Data Catalogs: Implement robust data catalogs for easy discovery and understanding of available data sources.
2. Foster Collaboration with Clear Roles:
Data Mesh Architecture: Break down data silos by creating a distributed data ownership model with clear ownership and responsibilities.
Collaborative Workspaces: Utilize interactive platforms where data scientists, analysts, and domain experts can work seamlessly together.
3. Leverage Advanced Analytics Strategically:
AI-powered Automation: Automate repetitive tasks like data cleaning and feature engineering, freeing up data talent for higher-level analysis.

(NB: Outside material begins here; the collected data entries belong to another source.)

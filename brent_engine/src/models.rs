pub mod arima;
pub mod garch;
pub mod order_select;
pub mod stationarity;

use std::fmt;

use serde::{Deserialize, Serialize};

pub use arima::ArimaModel;
pub use garch::{Garch11, GarchForecast};
pub use order_select::{select_order, OrderSearch, SelectedOrder};
pub use stationarity::{adf_test, kpss_test, AdfReport, KpssReport};

/// ARIMA order (p, d, q).
#[derive(Debug, Clone, Copy, PartialEq, Eq, Hash, Serialize, Deserialize)]
pub struct ModelOrder {
    pub p: usize,
    pub d: usize,
    pub q: usize,
}

impl ModelOrder {
    pub const fn new(p: usize, d: usize, q: usize) -> Self {
        Self { p, d, q }
    }
}

impl fmt::Display for ModelOrder {
    fn fmt(&self, f: &mut fmt::Formatter<'_>) -> fmt::Result {
        write!(f, "({}, {}, {})", self.p, self.d, self.q)
    }
}
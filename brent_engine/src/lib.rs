pub mod config;
pub mod error;
pub mod data;
pub mod linalg;
pub mod optim;
pub mod models;
pub mod metrics;
pub mod backtest;
pub mod report;
pub mod pipeline;

pub use error::{AnalysisError, Result};
pub use pipeline::{analyze, forecast_only, run_pipeline, AnalysisReport, ArimaForecast};
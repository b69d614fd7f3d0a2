/// routes.rs — Dashboard API handlers
use axum::extract::State;
use axum::Json;
use chrono::NaiveDate;
use serde::Serialize;
use serde_json::{json, Value};

use crate::state::AppState;

/// One row of the price chart, in the shape the frontend reads.
#[derive(Debug, Serialize)]
pub struct PriceRow {
    #[serde(rename = "Date")]
    pub date: NaiveDate,
    #[serde(rename = "Price")]
    pub price: f64,
}

#[derive(Debug, Serialize)]
pub struct BrentSummary {
    pub count:        usize,
    pub first_date:   Option<NaiveDate>,
    pub last_date:    Option<NaiveDate>,
    pub min_price:    Option<f64>,
    pub max_price:    Option<f64>,
    pub latest_price: Option<f64>,
}

/// GET /api/prices
pub async fn prices(State(state): State<AppState>) -> Json<Vec<PriceRow>> {
    let rows = state
        .series
        .dated_prices()
        .into_iter()
        .map(|(date, price)| PriceRow { date, price })
        .collect();
    Json(rows)
}

/// GET /api/brent-data
pub async fn brent_data(State(state): State<AppState>) -> Json<BrentSummary> {
    let prices = state.series.prices();
    let min_price = prices.iter().copied().reduce(f64::min);
    let max_price = prices.iter().copied().reduce(f64::max);
    Json(BrentSummary {
        count: prices.len(),
        first_date: state.series.first_date(),
        last_date: state.series.last_date(),
        min_price,
        max_price,
        latest_price: prices.last().copied(),
    })
}

/// GET /api/forecast
pub async fn forecast(State(state): State<AppState>) -> Json<Value> {
    match state.forecast.as_ref() {
        Some(fc) => Json(json!({
            "model": format!("ARIMA{}", fc.order),
            "order": fc.order,
            "forecast": fc.dates.iter().zip(&fc.values).map(|(d, v)| {
                json!({ "Date": d, "Price": v })
            }).collect::<Vec<_>>(),
        })),
        None => Json(json!({ "message": "Forecast data not available" })),
    }
}

/// GET /api/change-points
pub async fn change_points() -> Json<Value> {
    Json(json!({
        "message": "Change point analysis not yet available",
        "change_points": [],
    }))
}

/// GET /health
pub async fn health() -> Json<Value> {
    Json(json!({
        "status": "alive",
        "version": env!("CARGO_PKG_VERSION"),
    }))
}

Right-Tool Selection: Strategically choose the most effective advanced analytics techniques (e.g., AI, ML) based on specific business problems.
4. Prioritize Data Quality with Automation:
Automated Data Validation: Implement automated data quality checks to identify and rectify errors at the source, minimizing downstream issues.
Data Lineage Tracking: Track the flow of data throughout the ecosystem, ensuring transparency and facilitating root cause analysis for errors.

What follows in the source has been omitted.